Here is the listing. Report each line in it that contains the string "FromRow".
▬▬▬▬▬▬
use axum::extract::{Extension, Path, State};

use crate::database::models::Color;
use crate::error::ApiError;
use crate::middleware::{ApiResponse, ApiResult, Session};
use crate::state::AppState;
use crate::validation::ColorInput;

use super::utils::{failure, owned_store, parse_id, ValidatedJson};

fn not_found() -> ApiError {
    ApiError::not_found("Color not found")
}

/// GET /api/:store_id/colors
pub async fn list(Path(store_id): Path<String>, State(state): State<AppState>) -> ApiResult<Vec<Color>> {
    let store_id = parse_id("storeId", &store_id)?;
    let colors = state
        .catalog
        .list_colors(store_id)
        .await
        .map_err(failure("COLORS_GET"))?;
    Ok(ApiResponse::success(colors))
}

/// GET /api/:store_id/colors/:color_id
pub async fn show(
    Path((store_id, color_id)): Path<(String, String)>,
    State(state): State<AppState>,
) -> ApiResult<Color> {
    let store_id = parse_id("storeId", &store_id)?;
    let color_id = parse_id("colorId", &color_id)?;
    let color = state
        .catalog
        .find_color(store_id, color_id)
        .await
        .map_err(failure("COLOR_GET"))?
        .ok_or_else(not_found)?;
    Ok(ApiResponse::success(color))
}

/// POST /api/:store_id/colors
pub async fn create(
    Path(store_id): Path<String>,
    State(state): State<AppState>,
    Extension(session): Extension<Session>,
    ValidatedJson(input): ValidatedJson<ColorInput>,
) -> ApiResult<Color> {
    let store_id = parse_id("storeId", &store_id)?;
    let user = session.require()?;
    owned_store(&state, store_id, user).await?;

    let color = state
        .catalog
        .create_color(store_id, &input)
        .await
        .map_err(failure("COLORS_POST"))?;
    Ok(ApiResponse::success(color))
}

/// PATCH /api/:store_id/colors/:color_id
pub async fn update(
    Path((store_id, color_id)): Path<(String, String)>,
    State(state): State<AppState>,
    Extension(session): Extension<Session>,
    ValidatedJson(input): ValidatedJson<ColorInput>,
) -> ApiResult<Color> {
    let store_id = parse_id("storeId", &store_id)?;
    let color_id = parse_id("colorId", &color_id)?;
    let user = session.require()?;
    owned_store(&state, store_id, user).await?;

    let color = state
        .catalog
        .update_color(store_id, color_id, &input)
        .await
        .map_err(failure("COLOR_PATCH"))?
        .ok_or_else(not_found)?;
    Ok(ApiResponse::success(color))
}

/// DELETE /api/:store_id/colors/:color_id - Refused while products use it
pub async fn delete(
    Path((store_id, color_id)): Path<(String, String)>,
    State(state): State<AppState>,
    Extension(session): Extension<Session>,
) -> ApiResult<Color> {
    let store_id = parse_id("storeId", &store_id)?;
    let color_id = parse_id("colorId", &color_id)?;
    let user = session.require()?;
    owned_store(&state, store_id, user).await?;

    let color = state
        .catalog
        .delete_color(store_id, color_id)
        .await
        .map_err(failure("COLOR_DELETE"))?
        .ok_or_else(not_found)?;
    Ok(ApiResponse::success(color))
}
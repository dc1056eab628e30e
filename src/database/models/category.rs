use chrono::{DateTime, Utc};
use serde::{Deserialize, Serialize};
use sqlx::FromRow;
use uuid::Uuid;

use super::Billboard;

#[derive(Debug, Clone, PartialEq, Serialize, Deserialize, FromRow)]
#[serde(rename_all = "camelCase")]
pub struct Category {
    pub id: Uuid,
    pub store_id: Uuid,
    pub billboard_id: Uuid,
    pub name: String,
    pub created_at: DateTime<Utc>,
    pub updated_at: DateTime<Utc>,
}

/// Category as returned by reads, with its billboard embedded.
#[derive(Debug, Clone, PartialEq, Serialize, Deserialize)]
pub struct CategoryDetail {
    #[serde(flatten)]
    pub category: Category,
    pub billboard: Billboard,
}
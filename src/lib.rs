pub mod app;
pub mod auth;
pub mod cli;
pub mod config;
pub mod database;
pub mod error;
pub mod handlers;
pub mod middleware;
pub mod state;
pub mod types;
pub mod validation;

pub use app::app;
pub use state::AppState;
▬▬▬▬▬▬
▸ **EXERCISE RESULT**:
use sqlx::FromRow;
#[derive(Debug, Clone, PartialEq, Serialize, Deserialize, FromRow)]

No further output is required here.